1) Tidak jatuh setelah fi’il yang
bermakna yakin. Jika jatuh setelah fi’il yang bermakna yakin, maka (اَنْ) adalah peringanan dari (اَنَّ) dan fi’il mudlari’ setelah (اَنْ) dibaca rafa’, seperti (اَفَلاَ يَرَوْنَ
اَنْ لاَ يَرْجِعُ اِلَيْهِمْ قَولاً)
2) Tidak jatuh setelah fi’il yang
menunjukkan pada arti dzan (sangkaan) atau yang menyerupainya. Apabila
jatuh setelah fi’il yang menunjukkan pada makna dzan atau yang
menyerupainya, maka fi’il mudlari’ setelahnya boleh dibaca rafa’ (karena
merupakan bentuk peringanan dari (اَنَّ) yang isimnya berupa dlamir sya’an)

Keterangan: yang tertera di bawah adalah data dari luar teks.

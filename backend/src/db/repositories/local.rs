//! In-memory local repository implementation.
//!
//! This module provides a local implementation of the repository traits
//! suitable for unit testing and local development. Documents live in
//! per-collection `Vec`s, which keeps listing in insertion order.

use async_trait::async_trait;
use log::debug;
use parking_lot::RwLock;
use std::collections::HashMap;
use std::sync::Arc;

use crate::db::document::{with_id, Document, DocumentId, Filter, ResourceKind};
use crate::db::repository::{
    DocumentRepository, ErrorContext, RepositoryError, RepositoryResult, SingletonRepository,
};

/// In-memory local repository.
///
/// Cloning is cheap and every clone shares the same data.
///
/// # Example
/// ```
/// use property_api::db::repositories::LocalRepository;
/// use property_api::db::ResourceKind;
///
/// let repo = LocalRepository::new();
/// assert_eq!(repo.document_count(ResourceKind::Property), 0);
/// ```
#[derive(Clone)]
pub struct LocalRepository {
    data: Arc<RwLock<LocalData>>,
}

struct LocalData {
    collections: HashMap<ResourceKind, Vec<(DocumentId, Document)>>,

    // Connection health
    is_healthy: bool,
}

impl Default for LocalData {
    fn default() -> Self {
        Self {
            collections: HashMap::new(),
            is_healthy: true,
        }
    }
}

impl LocalRepository {
    /// Create a new empty local repository.
    pub fn new() -> Self {
        Self {
            data: Arc::new(RwLock::new(LocalData::default())),
        }
    }

    /// Set the health status for testing connection failures.
    pub fn set_healthy(&self, healthy: bool) {
        self.data.write().is_healthy = healthy;
    }

    /// Clear all data from the repository.
    pub fn clear(&self) {
        self.data.write().collections.clear();
    }

    /// Get the number of documents stored under `kind`.
    pub fn document_count(&self, kind: ResourceKind) -> usize {
        self.data
            .read()
            .collections
            .get(&kind)
            .map_or(0, Vec::len)
    }

    /// Helper to check health and return error if unhealthy.
    fn check_health(&self, operation: &str) -> RepositoryResult<()> {
        if !self.data.read().is_healthy {
            return Err(RepositoryError::connection_with_context(
                "Database is not healthy",
                ErrorContext::new(operation),
            ));
        }
        Ok(())
    }
}

impl Default for LocalRepository {
    fn default() -> Self {
        Self::new()
    }
}

#[async_trait]
impl DocumentRepository for LocalRepository {
    fn backend_name(&self) -> &'static str {
        "local"
    }

    async fn health_check(&self) -> RepositoryResult<bool> {
        Ok(self.data.read().is_healthy)
    }

    async fn insert_document(
        &self,
        kind: ResourceKind,
        document: Document,
    ) -> RepositoryResult<DocumentId> {
        self.check_health("insert_document")?;

        let id = DocumentId::generate();
        let mut document = document;
        document.remove(crate::db::document::ID_FIELD);

        self.data
            .write()
            .collections
            .entry(kind)
            .or_default()
            .push((id, document));

        debug!("Inserted {} document {}", kind, id);
        Ok(id)
    }

    async fn find_documents(
        &self,
        kind: ResourceKind,
        filter: &Filter,
    ) -> RepositoryResult<Vec<Document>> {
        self.check_health("find_documents")?;

        let data = self.data.read();
        let documents = data
            .collections
            .get(&kind)
            .map(|docs| {
                docs.iter()
                    .filter(|(_, doc)| filter.matches(doc))
                    .map(|(id, doc)| with_id(*id, doc.clone()))
                    .collect()
            })
            .unwrap_or_default();

        Ok(documents)
    }

    async fn find_document_by_id(
        &self,
        kind: ResourceKind,
        id: DocumentId,
    ) -> RepositoryResult<Option<Document>> {
        self.check_health("find_document_by_id")?;

        let data = self.data.read();
        Ok(data.collections.get(&kind).and_then(|docs| {
            docs.iter()
                .find(|(doc_id, _)| *doc_id == id)
                .map(|(doc_id, doc)| with_id(*doc_id, doc.clone()))
        }))
    }

    async fn count_documents(&self, kind: ResourceKind) -> RepositoryResult<u64> {
        self.check_health("count_documents")?;
        Ok(self.document_count(kind) as u64)
    }

    async fn list_collections(&self) -> RepositoryResult<Vec<String>> {
        self.check_health("list_collections")?;

        let data = self.data.read();
        Ok(ResourceKind::ALL
            .into_iter()
            .filter(|kind| data.collections.get(kind).is_some_and(|docs| !docs.is_empty()))
            .map(|kind| kind.collection_name().to_string())
            .collect())
    }
}

#[async_trait]
impl SingletonRepository for LocalRepository {
    async fn find_singleton(&self, kind: ResourceKind) -> RepositoryResult<Option<Document>> {
        self.check_health("find_singleton")?;

        let data = self.data.read();
        Ok(data
            .collections
            .get(&kind)
            .and_then(|docs| docs.first())
            .map(|(id, doc)| with_id(*id, doc.clone())))
    }

    async fn upsert_singleton(
        &self,
        kind: ResourceKind,
        fields: Document,
    ) -> RepositoryResult<()> {
        self.check_health("upsert_singleton")?;

        let mut data = self.data.write();
        let docs = data.collections.entry(kind).or_default();

        match docs.first_mut() {
            Some((_, existing)) => {
                for (field, value) in fields {
                    if field != crate::db::document::ID_FIELD {
                        existing.insert(field, value);
                    }
                }
            }
            None => {
                let mut document = fields;
                document.remove(crate::db::document::ID_FIELD);
                docs.push((DocumentId::generate(), document));
            }
        }

        debug!("Upserted {} singleton", kind);
        Ok(())
    }
}

#[cfg(test)]
mod tests {
    use super::*;
    use serde_json::json;

    fn doc(value: serde_json::Value) -> Document {
        value.as_object().cloned().unwrap()
    }

    #[tokio::test]
    async fn test_insert_and_find_by_id() {
        let repo = LocalRepository::new();
        let id = repo
            .insert_document(ResourceKind::Property, doc(json!({"title": "A"})))
            .await
            .unwrap();

        let found = repo
            .find_document_by_id(ResourceKind::Property, id)
            .await
            .unwrap()
            .unwrap();
        assert_eq!(found.get("_id"), Some(&json!(id.to_string())));
        assert_eq!(found.get("title"), Some(&json!("A")));

        // Same id, different collection
        let missing = repo
            .find_document_by_id(ResourceKind::Offer, id)
            .await
            .unwrap();
        assert!(missing.is_none());
    }

    #[tokio::test]
    async fn test_insert_ignores_caller_id() {
        let repo = LocalRepository::new();
        let id = repo
            .insert_document(ResourceKind::Offer, doc(json!({"_id": "mine", "amount": 1})))
            .await
            .unwrap();

        let docs = repo
            .find_documents(ResourceKind::Offer, &Filter::new())
            .await
            .unwrap();
        assert_eq!(docs.len(), 1);
        assert_eq!(docs[0].get("_id"), Some(&json!(id.to_string())));
    }

    #[tokio::test]
    async fn test_find_preserves_insertion_order() {
        let repo = LocalRepository::new();
        for title in ["first", "second", "third"] {
            repo.insert_document(ResourceKind::Property, doc(json!({"title": title})))
                .await
                .unwrap();
        }

        let titles: Vec<_> = repo
            .find_documents(ResourceKind::Property, &Filter::new())
            .await
            .unwrap()
            .into_iter()
            .map(|d| d["title"].as_str().unwrap().to_string())
            .collect();
        assert_eq!(titles, vec!["first", "second", "third"]);
    }

    #[tokio::test]
    async fn test_upsert_singleton_creates_then_merges() {
        let repo = LocalRepository::new();
        repo.upsert_singleton(ResourceKind::AdminSettings, doc(json!({"a": 1, "b": 2})))
            .await
            .unwrap();
        repo.upsert_singleton(ResourceKind::AdminSettings, doc(json!({"b": 3})))
            .await
            .unwrap();

        assert_eq!(repo.document_count(ResourceKind::AdminSettings), 1);
        let settings = repo
            .find_singleton(ResourceKind::AdminSettings)
            .await
            .unwrap()
            .unwrap();
        assert_eq!(settings.get("a"), Some(&json!(1)));
        assert_eq!(settings.get("b"), Some(&json!(3)));
    }

    #[tokio::test]
    async fn test_unhealthy_repository_fails_operations() {
        let repo = LocalRepository::new();
        repo.set_healthy(false);

        assert!(!repo.health_check().await.unwrap());
        let err = repo
            .find_documents(ResourceKind::Property, &Filter::new())
            .await
            .unwrap_err();
        assert!(err.is_unavailable());
        assert!(err.is_retryable());
    }

    #[tokio::test]
    async fn test_list_collections_only_non_empty() {
        let repo = LocalRepository::new();
        assert!(repo.list_collections().await.unwrap().is_empty());

        repo.insert_document(ResourceKind::Offer, doc(json!({})))
            .await
            .unwrap();
        assert_eq!(repo.list_collections().await.unwrap(), vec!["offer"]);

        repo.clear();
        assert!(repo.list_collections().await.unwrap().is_empty());
    }
}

dan boleh dibaca nashab, seperti (ظَنَنْتُ اَنْ يَقُومُ) dengan penakdiran (ظَنَنْتُ اَنَّهُ
يَقُومُ), atau dibaca (ظَنَنْتُ اَنْ يَقُومَ).
Perlu
diketahui, bahwa (اَنْ)
yang menashabkan fi’il mudlari’, tidaklah digunakan kecuali dalam maqam raja’
dan pengharapan bisa terjadinya sesuatu setelahnya, sehingga diperbolehkan jika
(اَنْ) jatuh setelah
dzan atau yang menyerupainya, dan jatuh setelah lafal yang tidak
menunjukkan pada makna yakin.[4]
Dan dilarang jika jatuhnya (اَنْ)
setelah fi’il-fi’il yang menunjukkan pada makna yakin, karena fi’il-fi’il
tersebut berhubungan dengan sesuatu yang pasti terjadinya, sehingga tidaklah
mencocokinya apa yang menunjukkan pada sesuatu yang tidak pasti terjadinya, dan
yang lebih mencocokinya adalah taukid. Oleh karenanya, (اَنْ) yang jatuh setelah fi’il-fi’il yang
bermakna yaqin adalah sebagai bentuk peringanan dari (اَنَّ) yang berfaidah taukid.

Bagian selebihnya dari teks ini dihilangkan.